Exact copies of all the entries are required.

+++ Entries provided +++

fn closed() -> Error {
    Error::illegal_use("JsonReader is closed")
}

fn is_literal(c: u8) -> bool {
    !matches!(
        c,
        b'/' | b'\\'
            | b';'
            | b'#'
            | b'='
            | b'{'
            | b'}'
            | b'['
            | b']'
            | b':'
            | b','
            | b' '
            | b'\t'
            | b'\x0c'
            | b'\r'
            | b'\n'
    )
}

impl JsonReader for JsonStreamReader<'_> {
    fn begin_array(&mut self) -> Result<()> {
        self.open(JsonToken::BeginArray, Scope::EmptyArray)
    }

    fn end_array(&mut self) -> Result<()> {
        self.expect(JsonToken::EndArray)?;
        self.scopes.pop();
        self.peeked = None;
        Ok(())
    }

    fn begin_object(&mut self) -> Result<()> {
        self.open(JsonToken::BeginObject, Scope::EmptyObject)
    }

    fn end_object(&mut self) -> Result<()> {
        self.expect(JsonToken::EndObject)?;
        self.scopes.pop();
        self.peeked = None;
        Ok(())
    }

    fn peek(&mut self) -> Result<JsonToken> {
        self.peeked_token()
    }

    fn next_name(&mut self) -> Result<String> {
        let token = self.peeked_token()?;
        match self.peeked.take() {
            Some(Peeked::Name(name)) => Ok(name.into_owned()),
            other => {
                self.peeked = other;
                Err(self.mismatch(JsonToken::Name, token))
            }
        }
    }

    fn next_string(&mut self) -> Result<String> {
        let token = self.peeked_token()?;
        match self.peeked.take() {
            Some(Peeked::String(value)) => Ok(value.into_owned()),
            Some(Peeked::Number(text)) => Ok(text.to_owned()),
            other => {
                self.peeked = other;
                Err(self.mismatch(JsonToken::String, token))
            }
        }
    }

    fn next_bool(&mut self) -> Result<bool> {
        let token = self.peeked_token()?;
        match self.peeked {
            Some(Peeked::Boolean(value)) => {
                self.peeked = None;
                Ok(value)
            }
            _ => Err(self.mismatch(JsonToken::Boolean, token)),
        }
    }

    fn next_null(&mut self) -> Result<()> {
        self.expect(JsonToken::Null)?;
        self.peeked = None;
        Ok(())
    }

    fn next_f64(&mut self) -> Result<f64> {
        let lenient = self.options.lenient;
        let parsed = parse_f64(self.numeric_text()?, lenient);
        let value = parsed.map_err(|err| err.at(Some(self.location_of(self.token))))?;
        self.peeked = None;
        Ok(value)
    }

    fn next_i64(&mut self) -> Result<i64> {
        let parsed = parse_i64(self.numeric_text()?);
        let value = parsed.map_err(|err| err.at(Some(self.location_of(self.token))))?;
        self.peeked = None;
        Ok(value)
    }

    fn next_i32(&mut self) -> Result<i32> {
        let parsed = parse_i32(self.numeric_text()?);
        let value = parsed.map_err(|err| err.at(Some(self.location_of(self.token))))?;
        self.peeked = None;
        Ok(value)
    }

    fn next_i64_in(&mut self, range: RangeInclusive<i64>) -> Result<i64> {
        let parsed = parse_i64_in(self.numeric_text()?, &range);
        let value = parsed.map_err(|err| err.at(Some(self.location_of(self.token))))?;
        self.peeked = None;
        Ok(value)
    }

    fn skip_value(&mut self) -> Result<()> {
        let checkpoint = self.checkpoint();
        let result = self.skip_nested();
        if result.is_err() {
            self.restore(checkpoint);
        }
        result
    }

    fn next_value(&mut self) -> Result<String> {
        let token = self.peeked_token()?;
        if !token.is_value_start() {
            return Err(Error::structural(format!("Expected a value but was {token}"))
                .at(Some(self.location_of(self.token))));
        }
        // an omitted lenient array element has no text of its own
        if token == JsonToken::Null {
            self.peeked = None;
            return Ok("null".to_owned());
        }
        let start = self.token.pos;
        self.skip_value()?;
        Ok(self.input[start..self.cursor.pos].to_owned())
    }

    fn close(&mut self) {
        self.peeked = None;
        self.scopes.clear();
        self.scopes.push(Scope::Closed);
    }

    fn location(&self) -> Option<Location> {
        if self.peeked.is_some() {
            Some(self.location_of(self.token))
        } else {
            Some(self.location_of(self.cursor))
        }
    }
}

+++

> [Result for this task]:
fn closed() -> Error {
    Error::illegal_use("JsonReader is closed")
}

fn is_literal(c: u8) -> bool {
    !matches!(
        c,
        b'/' | b'\\'
            | b';'
            | b'#'
            | b'='
            | b'{'
            | b'}'
            | b'['
            | b']'
            | b':'
            | b','
            | b' '
            | b'\t'
            | b'\x0c'
            | b'\r'
            | b'\n'
    )
}

impl JsonReader for JsonStreamReader<'_> {
    fn begin_array(&mut self) -> Result<()> {
        self.open(JsonToken::BeginArray, Scope::EmptyArray)
    }

    fn end_array(&mut self) -> Result<()> {
        self.expect(JsonToken::EndArray)?;
        self.scopes.pop();
        self.peeked = None;
        Ok(())
    }

    fn begin_object(&mut self) -> Result<()> {
        self.open(JsonToken::BeginObject, Scope::EmptyObject)
    }

    fn end_object(&mut self) -> Result<()> {
        self.expect(JsonToken::EndObject)?;
        self.scopes.pop();
        self.peeked = None;
        Ok(())
    }

    fn peek(&mut self) -> Result<JsonToken> {
        self.peeked_token()
    }

    fn next_name(&mut self) -> Result<String> {
        let token = self.peeked_token()?;
        match self.peeked.take() {
            Some(Peeked::Name(name)) => Ok(name.into_owned()),
            other => {
                self.peeked = other;
                Err(self.mismatch(JsonToken::Name, token))
            }
        }
    }

    fn next_string(&mut self) -> Result<String> {
        let token = self.peeked_token()?;
        match self.peeked.take() {
            Some(Peeked::String(value)) => Ok(value.into_owned()),
            Some(Peeked::Number(text)) => Ok(text.to_owned()),
            other => {
                self.peeked = other;
                Err(self.mismatch(JsonToken::String, token))
            }
        }
    }

    fn next_bool(&mut self) -> Result<bool> {
        let token = self.peeked_token()?;
        match self.peeked {
            Some(Peeked::Boolean(value)) => {
                self.peeked = None;
                Ok(value)
            }
            _ => Err(self.mismatch(JsonToken::Boolean, token)),
        }
    }

    fn next_null(&mut self) -> Result<()> {
        self.expect(JsonToken::Null)?;
        self.peeked = None;
        Ok(())
    }

    fn next_f64(&mut self) -> Result<f64> {
        let lenient = self.options.lenient;
        let parsed = parse_f64(self.numeric_text()?, lenient);
        let value = parsed.map_err(|err| err.at(Some(self.location_of(self.token))))?;
        self.peeked = None;
        Ok(value)
    }

    fn next_i64(&mut self) -> Result<i64> {
        let parsed = parse_i64(self.numeric_text()?);
        let value = parsed.map_err(|err| err.at(Some(self.location_of(self.token))))?;
        self.peeked = None;
        Ok(value)
    }

    fn next_i32(&mut self) -> Result<i32> {
        let parsed = parse_i32(self.numeric_text()?);
        let value = parsed.map_err(|err| err.at(Some(self.location_of(self.token))))?;
        self.peeked = None;
        Ok(value)
    }

    fn next_i64_in(&mut self, range: RangeInclusive<i64>) -> Result<i64> {
        let parsed = parse_i64_in(self.numeric_text()?, &range);
        let value = parsed.map_err(|err| err.at(Some(self.location_of(self.token))))?;
        self.peeked = None;
        Ok(value)
    }

    fn skip_value(&mut self) -> Result<()> {
        let checkpoint = self.checkpoint();
        let result = self.skip_nested();
        if result.is_err() {
            self.restore(checkpoint);
        }
        result
    }

    fn next_value(&mut self) -> Result<String> {
        let token = self.peeked_token()?;
        if !token.is_value_start() {
            return Err(Error::structural(format!("Expected a value but was {token}"))
                .at(Some(self.location_of(self.token))));
        }
        // an omitted lenient array element has no text of its own
        if token == JsonToken::Null {
            self.peeked = None;
            return Ok("null".to_owned());
        }
        let start = self.token.pos;
        self.skip_value()?;
        Ok(self.input[start..self.cursor.pos].to_owned())
    }

    fn close(&mut self) {
        self.peeked = None;
        self.scopes.clear();
        self.scopes.push(Scope::Closed);
    }

    fn location(&self) -> Option<Location> {
        if self.peeked.is_some() {
            Some(self.location_of(self.token))
        } else {
            Some(self.location_of(self.cursor))
        }
    }
}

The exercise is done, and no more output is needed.